Programmatic transparency issues will be resolved within two years predicts MasterCard CMO

Transparency issues currently niggling the rise of programmatic buying can to be resolved within two years if clients and agencies can work together to address them, one of the region’s most high profile marketers said today.

Nick Waters, Kelvin Wong, Sam Ahmed and Janice Chan talk on a panel as Dentsu Aegis launches data innovation centre in Singapore

Dentsu Aegis boss Nick Waters, EDB’s Kelvin Wong, Sam Ahmed of MasterCard and Starwood’s Janice Chan on a panel at the ArtScience Museum in Singapore

Talking on a panel debate held by Dentsu Aegis Network in Singapore this morning, Sam Ahmed, APAC CMO of MasterCard, was asked if recent events in Japan, where Dentsu was caught overbilling clients for digital media last week, had affected the trust he has in his agency, and whether his company would be reviewing its digital marketing function as a result.
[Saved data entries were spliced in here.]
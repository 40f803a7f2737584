use crate::common::{Atom, ObjectIdx, State, SymbolIdx, TupleIdx, TupleIndex, VariableIdx};

use indexmap::IndexSet;

/// Per-variable sets of admissible values under the delete relaxation.
///
/// Domains only grow and keep insertion order, so a value's position ranks
/// it by the layer that reached it. `delta` holds the values committed by the latest layer,
/// and `reached` is the union of all domains as a bitset over tuple ids; a
/// symbol's slice of it is that symbol's extension.
#[derive(Debug, Clone)]
pub struct RelaxedState {
    domains: Vec<IndexSet<ObjectIdx>>,
    delta: Vec<Vec<ObjectIdx>>,
    reached: Vec<bool>,
    num_atoms: usize,
}

impl RelaxedState {
    pub fn from_state(index: &TupleIndex, state: &State) -> Self {
        let mut relaxed = RelaxedState {
            domains: vec![IndexSet::new(); state.len()],
            delta: vec![Vec::new(); state.len()],
            reached: vec![false; index.len()],
            num_atoms: 0,
        };
        for atom in state.atoms() {
            relaxed.insert(index, atom);
        }
        relaxed
    }

    pub fn domain(&self, variable: VariableIdx) -> &IndexSet<ObjectIdx> {
        &self.domains[variable]
    }

    pub fn delta(&self, variable: VariableIdx) -> &[ObjectIdx] {
        &self.delta[variable]
    }

    pub fn changed(&self, variable: VariableIdx) -> bool {
        !self.delta[variable].is_empty()
    }

    pub fn contains(&self, index: &TupleIndex, atom: &Atom) -> bool {
        index.find(atom).is_some_and(|idx| self.reached[idx])
    }

    pub fn is_reached(&self, idx: TupleIdx) -> bool {
        self.reached[idx]
    }

    pub fn extension(&self, index: &TupleIndex, symbol: SymbolIdx) -> &[bool] {
        &self.reached[index.symbol_range(symbol)]
    }

    /// Total number of atoms over all domains.
    pub fn num_atoms(&self) -> usize {
        self.num_atoms
    }

    pub fn num_variables(&self) -> usize {
        self.domains.len()
    }

    pub(crate) fn clear_delta(&mut self) {
        for delta in &mut self.delta {
            delta.clear();
        }
    }

    /// Returns `false` if the atom was already present.
    pub(crate) fn insert(&mut self, index: &TupleIndex, atom: Atom) -> bool {
        let idx = index.to_index(&atom);
        if self.reached[idx] {
            return false;
        }
        self.reached[idx] = true;
        self.domains[atom.variable].insert(atom.value);
        self.delta[atom.variable].push(atom.value);
        self.num_atoms += 1;
        true
    }
}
Ahmed acknowledged that transparency was a concern for marketers, but he said it was not an issue that would “break” the industry.

“There is an issue in programmatic buying transparency. And we as partners will solve it over the next two years. I don’t think it’s an issue that will break the industry. It’s more of a learning curve than a major issue,” said Ahmed, who works with Dentsu Aegis Network media agency Carat.

Also on the panel was Janice Chan, senior digital marketing director for Starwood Asia Pacific, who was asked the same question. Chan, whose company also uses Dentsu Aegis Network group, pointed to the emerging third party companies geared towards verifying programmatic buying as a source of hope.

“I am hopeful because there are companies out there that are verifying and reviewing media buys. I want to see more of that happen,” she said.

“The issue about third party ad serving that was happening 10-15 years ago… Those guys were all independent, and now they’re owned by huge publishers. Which makes me question how the integrity of our ad serving is being protected,” she said.

“So I’m excited to see startups coming on to the scene that can help publishers and advertisers to verify that what we’re doing in programmatic is reaching real people and we’re getting what we’re paying for.”

On the question of trust, Chan said that faith in agency partners was critical to make the relationship work. “If we are continuously questioning whether our partners are trustworthy, it makes for a very tiring relationship,” she said.

On the transparency and authenticity of data, a key issue for digital marketers currently as the industry grapples with viewability and ad fraud, Ahmed said that these are challenges “we’re all going through as an industry as we grow.”

“It doesn’t change our view on our relationships with our agencies. It doesn’t change our view on transparency,” he said.

“To be honest, we’re all testing and learning in this field, and there’s no university degree that tells you exactly what to do right now in this area.”

“Which means people are going to make mistakes. And mistakes are good for us, because it means that we can improve. And so we work with partners like Facebook and Dentsu to make sure we are testing are learning ourselves.”

Nick Waters, the CEO of Dentsu Aegis Network APAC, who was moderating the panel, came to the same conclusion.

“I think the rule book hasn’t been written yet – we’re all in this together. Therefore partnerships to try and solve these problems are essential. It’s also inevitable that mistakes will be made as we go forward. We solve these problems together. That’s very much our approach and how we see it as well.”

The panel debate was held at the ArtScience Museum at Marina Bay Sands as Dentsu Aegis Network opened a new global data innovation centre.